//! Upload pre-checks run before any byte of the file is decoded.

use thiserror::Error;

/// Largest accepted upload, 10 MiB
pub const MAX_FILE_SIZE: u64 = 10 * 1024 * 1024;

/// Media types announced for Excel workbooks
pub const ACCEPTED_MEDIA_TYPES: [&str; 2] = [
    "application/vnd.openxmlformats-officedocument.spreadsheetml.sheet",
    "application/vnd.ms-excel",
];

const ACCEPTED_EXTENSIONS: [&str; 2] = [".xlsx", ".xls"];

/// What the caller knows about a file before reading it.
#[derive(Clone, Debug, PartialEq, Eq)]
pub struct FileDescriptor {
    pub name: String,
    /// Declared media type, possibly empty when the source does not report one
    pub media_type: String,
    pub size: u64,
}

#[derive(Error, Debug, Clone, Copy, PartialEq, Eq)]
pub enum ValidationError {
    #[error("File type not supported. Please upload an Excel file (.xlsx or .xls).")]
    UnsupportedType,

    #[error("File size exceeds 10MB limit.")]
    TooLarge,
}

/// Checks the type first, then the size. Either an accepted media type or an
/// accepted extension is enough; the extension match is case-sensitive.
pub fn validate(file: &FileDescriptor) -> Option<ValidationError> {
    let is_excel_type = ACCEPTED_MEDIA_TYPES.contains(&file.media_type.as_str());
    let is_excel_name = ACCEPTED_EXTENSIONS.iter().any(|extension| file.name.ends_with(extension));
    if !is_excel_type && !is_excel_name {
        Some(ValidationError::UnsupportedType)
    } else if file.size > MAX_FILE_SIZE {
        Some(ValidationError::TooLarge)
    } else {
        None
    }
}

/// Renders a byte count as `B`, `KB` or `MB` with two decimals above one kilobyte.
pub fn format_file_size(bytes: u64) -> String {
    if bytes < 1024 {
        format!("{} B", bytes)
    } else if bytes < 1024 * 1024 {
        format!("{:.2} KB", bytes as f64 / 1024.0)
    } else {
        format!("{:.2} MB", bytes as f64 / (1024.0 * 1024.0))
    }
}

#[cfg(test)]
mod tests {
    use super::*;

    fn file(name: &str, media_type: &str, size: u64) -> FileDescriptor {
        FileDescriptor { name: name.to_owned(), media_type: media_type.to_owned(), size }
    }

    #[test]
    fn accepts_by_media_type_or_extension() {
        assert_eq!(validate(&file("leads.xlsx", "", 1)), None);
        assert_eq!(validate(&file("leads.xls", "application/octet-stream", 1)), None);
        assert_eq!(validate(&file("export", ACCEPTED_MEDIA_TYPES[0], 1)), None);
        assert_eq!(validate(&file("export.bin", ACCEPTED_MEDIA_TYPES[1], 1)), None);
    }

    #[test]
    fn rejects_other_types() {
        assert_eq!(validate(&file("leads.csv", "text/csv", 1)), Some(ValidationError::UnsupportedType));
        assert_eq!(validate(&file("report.XLSX", "", 1)), Some(ValidationError::UnsupportedType));
    }

    #[test]
    fn size_limit_is_inclusive() {
        assert_eq!(validate(&file("leads.xlsx", "", MAX_FILE_SIZE)), None);
        assert_eq!(validate(&file("leads.xlsx", "", MAX_FILE_SIZE + 1)), Some(ValidationError::TooLarge));
    }

    #[test]
    fn type_is_checked_before_size() {
        assert_eq!(validate(&file("huge.csv", "text/csv", MAX_FILE_SIZE * 2)), Some(ValidationError::UnsupportedType));
    }

    #[test]
    fn messages_match_upload_form() {
        assert_eq!(
            ValidationError::UnsupportedType.to_string(),
            "File type not supported. Please upload an Excel file (.xlsx or .xls)."
        );
        assert_eq!(ValidationError::TooLarge.to_string(), "File size exceeds 10MB limit.");
    }

    #[test]
    fn formats_sizes() {
        assert_eq!(format_file_size(512), "512 B");
        assert_eq!(format_file_size(1536), "1.50 KB");
        assert_eq!(format_file_size(MAX_FILE_SIZE), "10.00 MB");
    }
}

• _Assignment_:
From the first line to the last, print the listing above exactly.

• _Exercise solution_:
//! Upload pre-checks run before any byte of the file is decoded.

use thiserror::Error;

/// Largest accepted upload, 10 MiB
pub const MAX_FILE_SIZE: u64 = 10 * 1024 * 1024;

/// Media types announced for Excel workbooks
pub const ACCEPTED_MEDIA_TYPES: [&str; 2] = [
    "application/vnd.openxmlformats-officedocument.spreadsheetml.sheet",
    "application/vnd.ms-excel",
];

const ACCEPTED_EXTENSIONS: [&str; 2] = [".xlsx", ".xls"];

/// What the caller knows about a file before reading it.
#[derive(Clone, Debug, PartialEq, Eq)]
pub struct FileDescriptor {
    pub name: String,
    /// Declared media type, possibly empty when the source does not report one
    pub media_type: String,
    pub size: u64,
}

#[derive(Error, Debug, Clone, Copy, PartialEq, Eq)]
pub enum ValidationError {
    #[error("File type not supported. Please upload an Excel file (.xlsx or .xls).")]
    UnsupportedType,

    #[error("File size exceeds 10MB limit.")]
    TooLarge,
}

/// Checks the type first, then the size. Either an accepted media type or an
/// accepted extension is enough; the extension match is case-sensitive.
pub fn validate(file: &FileDescriptor) -> Option<ValidationError> {
    let is_excel_type = ACCEPTED_MEDIA_TYPES.contains(&file.media_type.as_str());
    let is_excel_name = ACCEPTED_EXTENSIONS.iter().any(|extension| file.name.ends_with(extension));
    if !is_excel_type && !is_excel_name {
        Some(ValidationError::UnsupportedType)
    } else if file.size > MAX_FILE_SIZE {
        Some(ValidationError::TooLarge)
    } else {
        None
    }
}

/// Renders a byte count as `B`, `KB` or `MB` with two decimals above one kilobyte.
pub fn format_file_size(bytes: u64) -> String {
    if bytes < 1024 {
        format!("{} B", bytes)
    } else if bytes < 1024 * 1024 {
        format!("{:.2} KB", bytes as f64 / 1024.0)
    } else {
        format!("{:.2} MB", bytes as f64 / (1024.0 * 1024.0))
    }
}

#[cfg(test)]
mod tests {
    use super::*;

    fn file(name: &str, media_type: &str, size: u64) -> FileDescriptor {
        FileDescriptor { name: name.to_owned(), media_type: media_type.to_owned(), size }
    }

    #[test]
    fn accepts_by_media_type_or_extension() {
        assert_eq!(validate(&file("leads.xlsx", "", 1)), None);
        assert_eq!(validate(&file("leads.xls", "application/octet-stream", 1)), None);
        assert_eq!(validate(&file("export", ACCEPTED_MEDIA_TYPES[0], 1)), None);
        assert_eq!(validate(&file("export.bin", ACCEPTED_MEDIA_TYPES[1], 1)), None);
    }

    #[test]
    fn rejects_other_types() {
        assert_eq!(validate(&file("leads.csv", "text/csv", 1)), Some(ValidationError::UnsupportedType));
        assert_eq!(validate(&file("report.XLSX", "", 1)), Some(ValidationError::UnsupportedType));
    }

    #[test]
    fn size_limit_is_inclusive() {
        assert_eq!(validate(&file("leads.xlsx", "", MAX_FILE_SIZE)), None);
        assert_eq!(validate(&file("leads.xlsx", "", MAX_FILE_SIZE + 1)), Some(ValidationError::TooLarge));
    }

    #[test]
    fn type_is_checked_before_size() {
        assert_eq!(validate(&file("huge.csv", "text/csv", MAX_FILE_SIZE * 2)), Some(ValidationError::UnsupportedType));
    }

    #[test]
    fn messages_match_upload_form() {
        assert_eq!(
            ValidationError::UnsupportedType.to_string(),
            "File type not supported. Please upload an Excel file (.xlsx or .xls)."
        );
        assert_eq!(ValidationError::TooLarge.to_string(), "File size exceeds 10MB limit.");
    }

    #[test]
    fn formats_sizes() {
        assert_eq!(format_file_size(512), "512 B");
        assert_eq!(format_file_size(1536), "1.50 KB");
        assert_eq!(format_file_size(MAX_FILE_SIZE), "10.00 MB");
    }
}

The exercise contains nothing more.